Data records:
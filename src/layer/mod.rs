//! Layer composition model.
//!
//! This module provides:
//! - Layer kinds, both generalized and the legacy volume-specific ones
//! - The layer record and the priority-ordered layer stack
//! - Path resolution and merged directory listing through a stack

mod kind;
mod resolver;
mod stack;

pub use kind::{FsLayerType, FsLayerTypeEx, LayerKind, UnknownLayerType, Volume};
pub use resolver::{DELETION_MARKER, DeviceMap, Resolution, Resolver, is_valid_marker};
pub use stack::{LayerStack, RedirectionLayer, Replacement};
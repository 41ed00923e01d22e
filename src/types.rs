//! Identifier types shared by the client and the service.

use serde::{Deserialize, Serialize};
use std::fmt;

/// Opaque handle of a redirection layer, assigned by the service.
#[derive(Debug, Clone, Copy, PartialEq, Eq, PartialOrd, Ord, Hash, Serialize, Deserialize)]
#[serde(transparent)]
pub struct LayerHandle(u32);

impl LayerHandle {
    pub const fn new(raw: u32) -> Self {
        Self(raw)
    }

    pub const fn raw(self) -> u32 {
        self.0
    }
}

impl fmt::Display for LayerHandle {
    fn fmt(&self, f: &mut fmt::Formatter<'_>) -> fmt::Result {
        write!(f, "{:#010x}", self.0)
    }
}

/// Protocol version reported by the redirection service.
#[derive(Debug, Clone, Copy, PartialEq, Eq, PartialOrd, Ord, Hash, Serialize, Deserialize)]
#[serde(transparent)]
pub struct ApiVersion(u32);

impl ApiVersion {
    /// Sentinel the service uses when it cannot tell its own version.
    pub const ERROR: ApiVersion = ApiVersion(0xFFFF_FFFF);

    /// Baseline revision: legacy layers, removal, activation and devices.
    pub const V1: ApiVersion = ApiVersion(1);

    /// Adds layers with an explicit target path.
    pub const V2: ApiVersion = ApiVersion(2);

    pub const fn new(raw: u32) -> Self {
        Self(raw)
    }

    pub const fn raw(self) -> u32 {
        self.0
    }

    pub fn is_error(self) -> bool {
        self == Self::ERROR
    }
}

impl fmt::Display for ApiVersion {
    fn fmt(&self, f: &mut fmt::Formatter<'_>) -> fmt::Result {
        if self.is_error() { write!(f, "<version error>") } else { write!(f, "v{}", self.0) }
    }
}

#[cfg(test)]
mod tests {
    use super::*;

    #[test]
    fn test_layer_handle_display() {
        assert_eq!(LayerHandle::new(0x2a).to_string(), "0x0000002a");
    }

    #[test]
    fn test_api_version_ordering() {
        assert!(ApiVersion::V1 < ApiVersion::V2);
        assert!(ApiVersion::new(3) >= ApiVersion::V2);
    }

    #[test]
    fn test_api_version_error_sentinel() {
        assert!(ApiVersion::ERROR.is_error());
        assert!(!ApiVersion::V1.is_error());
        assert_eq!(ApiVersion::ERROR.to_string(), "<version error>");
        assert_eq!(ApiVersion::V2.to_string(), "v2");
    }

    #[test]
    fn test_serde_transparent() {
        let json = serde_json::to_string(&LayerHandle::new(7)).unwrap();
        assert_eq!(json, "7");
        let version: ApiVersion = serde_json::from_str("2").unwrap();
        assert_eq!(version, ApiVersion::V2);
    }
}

# What is required
Retype exactly, and only, the lines above from the one where "Layer composition model." occurs up to and including the one where "impl fmt::Display for LayerHandle" occurs.

# Output of the task
//! Layer composition model.
//!
//! This module provides:
//! - Layer kinds, both generalized and the legacy volume-specific ones
//! - The layer record and the priority-ordered layer stack
//! - Path resolution and merged directory listing through a stack

mod kind;
mod resolver;
mod stack;

pub use kind::{FsLayerType, FsLayerTypeEx, LayerKind, UnknownLayerType, Volume};
pub use resolver::{DELETION_MARKER, DeviceMap, Resolution, Resolver, is_valid_marker};
pub use stack::{LayerStack, RedirectionLayer, Replacement};
repository 41ed00923e01d22e
filename src/types.rs
//! Identifier types shared by the client and the service.

use serde::{Deserialize, Serialize};
use std::fmt;

/// Opaque handle of a redirection layer, assigned by the service.
#[derive(Debug, Clone, Copy, PartialEq, Eq, PartialOrd, Ord, Hash, Serialize, Deserialize)]
#[serde(transparent)]
pub struct LayerHandle(u32);

impl LayerHandle {
    pub const fn new(raw: u32) -> Self {
        Self(raw)
    }

    pub const fn raw(self) -> u32 {
        self.0
    }
}

impl fmt::Display for LayerHandle {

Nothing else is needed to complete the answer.